Login.gov moving ahead

On its final full day, the Obama administration moved ahead with a project to establish a single login for access to federal government online services.

The Login.gov project, run by the General Services Administration's 18F innovation group, is envisioned as a "shared authentication platform" that gives individuals personal accounts for accessing government services and allows agencies the option of using the authentication platform as a shared service, rather than building or contracting for their own sign-on technology.

GSA published a revised systems of records notice for the Login.gov system on Jan. 19. The agency is accepting comments on the plan through Feb. 21 before the notice takes effect and the system can go live if the developers are ready.

Login.gov represents the culmination of efforts across federal agencies throughout the Obama administration. An effort called the National Strategy for Trusted Identities in Cyberspace -- now dubbed the Trusted Identities Group -- gave grants to researchers and companies looking to develop secure, user-friendly ways to authenticate individual web users. As of the end of FY2016, the effort, housed at the National Institute of Standards and Technology, involved more than 170 organizations and led to the development of 14 solutions.

The Login.gov user accounts will have two levels of security, depending on the government service being accessed. The first authentication level uses an email address, password and a phone number. The higher level includes full name, address, date of birth and Social Security number.

The system will leverage multiple private-sector services to confirm user identities based on this data. For instance, the effort could leverage the work of the FIDO Alliance (for Fast IDentity Online), which has brought together a wide range of firms from the financial, online services, hardware, software and security sectors to collaborate on open standards for identity proofing.
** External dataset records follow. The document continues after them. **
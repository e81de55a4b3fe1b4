//! End-to-end tests for `colorgen export`.

use std::fs;
use tempfile::TempDir;

mod fixtures;
use fixtures::*;

#[test]
fn test_export_tailwind_to_stdout() {
    let config_dir = TempDir::new().unwrap();
    let (colors_path, _colors_temp) = create_temp_colors_file(&test_base_colors());

    let output = run_isolated(
        &[
            "export",
            "--format",
            "tailwind",
            "--colors",
            colors_path.to_str().unwrap(),
        ],
        config_dir.path(),
    );
    assert_eq!(
        output.status.code(),
        Some(0),
        "Export should succeed. stderr: {}",
        stderr(&output)
    );

    let out = stdout(&output);
    assert!(out.starts_with("// Awesome Color\n"));
    assert!(out.contains("module.exports = {"));
    assert!(out.contains("          500: '#4080BF',"));
    assert!(out.contains("          DEFAULT: '#4080BF',"));
}

#[test]
fn test_export_css_to_directory() {
    let config_dir = TempDir::new().unwrap();
    let out_dir = TempDir::new().unwrap();
    let (colors_path, _colors_temp) = create_temp_colors_file(&test_base_colors());

    let output = run_isolated(
        &[
            "export",
            "--format",
            "css",
            "--name",
            "My Brand!",
            "--colors",
            colors_path.to_str().unwrap(),
            "--output",
            out_dir.path().to_str().unwrap(),
        ],
        config_dir.path(),
    );
    assert_eq!(output.status.code(), Some(0), "stderr: {}", stderr(&output));

    let path = out_dir.path().join("color-picker-my-brand.css");
    assert!(path.exists(), "Export file should exist at: {}", path.display());

    let content = fs::read_to_string(&path).unwrap();
    assert!(content.starts_with("/* My Brand! */\n:root {\n"));
    assert!(content.contains("  --primary-500: hsl(210 50% 50%);"));
    assert!(content.contains("  --accent: hsl(30 100% 50%);"));
    assert!(stdout(&output).contains("Exported css palette"));
}

#[test]
fn test_export_uses_configured_defaults() {
    let config_dir = temp_config_dir("[export]\ndefault_format = \"css\"\ncolor_name = \"Ocean Breeze\"\n");
    let (colors_path, _colors_temp) = create_temp_colors_file(&test_base_colors());

    let output = run_isolated(
        &["export", "--colors", colors_path.to_str().unwrap()],
        config_dir.path(),
    );
    assert_eq!(output.status.code(), Some(0), "stderr: {}", stderr(&output));
    assert!(stdout(&output).starts_with("/* Ocean Breeze */\n:root {"));
}

#[test]
fn test_export_json_file() {
    let config_dir = TempDir::new().unwrap();
    let out_dir = TempDir::new().unwrap();
    let out_path = out_dir.path().join("nested").join("palette.json");

    let output = run_isolated(
        &[
            "export",
            "--format",
            "json",
            "--seed",
            "11",
            "--output",
            out_path.to_str().unwrap(),
        ],
        config_dir.path(),
    );
    assert_eq!(output.status.code(), Some(0), "stderr: {}", stderr(&output));

    let json: serde_json::Value =
        serde_json::from_str(&fs::read_to_string(&out_path).unwrap()).unwrap();
    assert_eq!(json["name"], "Awesome Color");
    assert_eq!(json["palette"]["scales"].as_array().unwrap().len(), 4);
}

#[test]
fn test_export_unknown_format() {
    let config_dir = TempDir::new().unwrap();
    let output = run_isolated(&["export", "--format", "scss"], config_dir.path());
    // clap rejects unknown enum values with its own usage error code
    assert_eq!(output.status.code(), Some(2));
    assert!(stderr(&output).contains("scss"));
}
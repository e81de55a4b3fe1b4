//! Shared error types, exit codes and config loading for CLI commands.

use std::fmt;

use crate::config::Config;

/// Process exit codes used by the CLI.
#[derive(Debug, Clone, Copy, PartialEq, Eq)]
#[repr(i32)]
pub enum ExitCode {
    /// Command completed successfully
    Success = 0,
    /// Invalid input: bad arguments, out-of-range colors, invalid config
    Validation = 1,
    /// File system or serialization failure
    Io = 2,
}

impl ExitCode {
    /// Numeric code passed to `std::process::exit`.
    #[must_use]
    pub const fn code(self) -> i32 {
        self as i32
    }
}

/// Error returned by CLI commands.
#[derive(Debug, Clone, PartialEq, Eq)]
pub struct CliError {
    /// Exit code the process should terminate with
    pub exit_code: ExitCode,
    /// Human-readable message printed to stderr
    pub message: String,
}

impl CliError {
    /// Invalid user input.
    pub fn validation(message: impl Into<String>) -> Self {
        Self {
            exit_code: ExitCode::Validation,
            message: message.into(),
        }
    }

    /// I/O or serialization failure.
    pub fn io(message: impl Into<String>) -> Self {
        Self {
            exit_code: ExitCode::Io,
            message: message.into(),
        }
    }
}

impl fmt::Display for CliError {
    fn fmt(&self, f: &mut fmt::Formatter<'_>) -> fmt::Result {
        f.write_str(&self.message)
    }
}

impl std::error::Error for CliError {}

/// Result type of CLI commands.
pub type CliResult<T> = Result<T, CliError>;

/// Loads the configuration for a command.
///
/// A missing file means defaults; an unreadable or invalid one is a
/// validation error, for every subcommand alike.
pub fn load_config() -> CliResult<Config> {
    Config::load()
        .map_err(|e| CliError::validation(format!("Failed to load configuration: {e:#}")))
}

#[cfg(test)]
mod tests {
    use super::*;

    #[test]
    fn test_exit_codes() {
        assert_eq!(CliError::validation("bad").exit_code.code(), 1);
        assert_eq!(CliError::io("disk").exit_code.code(), 2);
        assert_eq!(ExitCode::Success.code(), 0);
        assert_eq!(CliError::io("disk full").to_string(), "disk full");
    }
}
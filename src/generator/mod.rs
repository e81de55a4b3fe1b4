//! Palette derivation.
//!
//! [`derive_palette`] turns a [`BaseColors`] into a [`Palette`] by
//! interpolating lightness: stops lighter than 500 move linearly toward white
//! (lightness 100), darker stops move linearly toward black (lightness 0).
//! Hue, saturation and alpha are held fixed. The function is pure; it does
//! not validate or clamp, so callers validate at the input boundary.

pub mod initial;
pub mod presets;

pub use initial::{base_colors_from_hue, generate_initial_base_colors, InitialSelection};
pub use presets::{builtin_presets, Preset};

use crate::models::{BaseColors, HslColor, Palette, RoleScale, Variant, BASE_LEVEL, SHADE_LEVELS};

/// Distance from 0 and 100 inside which every scale is strictly decreasing.
///
/// Closer to the extremes, f32 rounding can make neighbouring stops equal.
pub const STRICT_LIGHTNESS_MARGIN: f32 = 1e-3;

/// Interpolation weight of a shade level.
///
/// Negative weights move toward white, positive toward black; 500 is zero.
/// The magnitude is the fraction of the remaining distance covered.
#[must_use]
pub fn shade_weight(level: u16) -> f32 {
    match level {
        50 => -0.9,
        100 => -0.8,
        200 => -0.6,
        300 => -0.4,
        400 => -0.2,
        600 => 0.2,
        700 => 0.4,
        800 => 0.6,
        900 => 0.8,
        950 => 0.9,
        _ => 0.0,
    }
}

/// Computes one variant of `color` at `level`.
///
/// Level 500 (and any level outside [`SHADE_LEVELS`]) returns `color` unchanged.
#[must_use]
pub fn shade(color: HslColor, level: u16) -> HslColor {
    if level == BASE_LEVEL {
        return color;
    }
    let weight = shade_weight(level);
    let l = if weight < 0.0 {
        color.l + (100.0 - color.l) * -weight
    } else if weight > 0.0 {
        color.l * (1.0 - weight)
    } else {
        color.l
    };
    color.with_lightness(l)
}

/// Derives the full palette for `base`.
///
/// For every role the scale has one variant per [`SHADE_LEVELS`] entry; the
/// 500 variant equals the base color exactly. For any lightness in 0..=100
/// the variants stay in 0..=100 and never get lighter from 50 to 950. They
/// strictly decrease when the base lightness is at least
/// [`STRICT_LIGHTNESS_MARGIN`] away from both 0 and 100; nearer the extremes
/// neighbouring stops may be equal (at exactly 100 every lighter stop is 100).
#[must_use]
pub fn derive_palette(base: &BaseColors) -> Palette {
    let scales = base
        .iter()
        .map(|(role, color)| RoleScale {
            role,
            variants: SHADE_LEVELS
                .iter()
                .map(|&level| Variant {
                    level,
                    color: shade(color, level),
                })
                .collect(),
        })
        .collect();

    Palette { scales }
}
If any third-party ID system can't verify a user by matching name, address and Social Security number info, Login.gov can request more user data. The records notice specifies that any of the additional data, perhaps in the form of authentication questions and responses, will not be saved by Login.gov "after the user logs off."

Data in the system is encrypted, and the records notice specifies that "neither the system nor the system operators" can access the name/address/SSN data on a user account "without the user supplying a password or recovery code."

The effort to scale up secure access to government services figured into the report of the Commission on Enhancing National Cybersecurity, which called for the next administration to "require that all Internet-based federal government services provided directly to citizens require the use of appropriately strong authentication."

That report called for secure online access to services related to taxes, immigration, border entry and exit, Social Security accounts, passports and health care programs administered by the Centers for Medicare and Medicaid Services. This is an ambitious call. The IRS and the Social Security Administration in particular have been bedeviled by problems involving both the usability and the misuse of public-facing systems that require authentication.

"The Commission believes strongly that if government requires strong authentication, the private sector will be more likely to do the same," the report stated.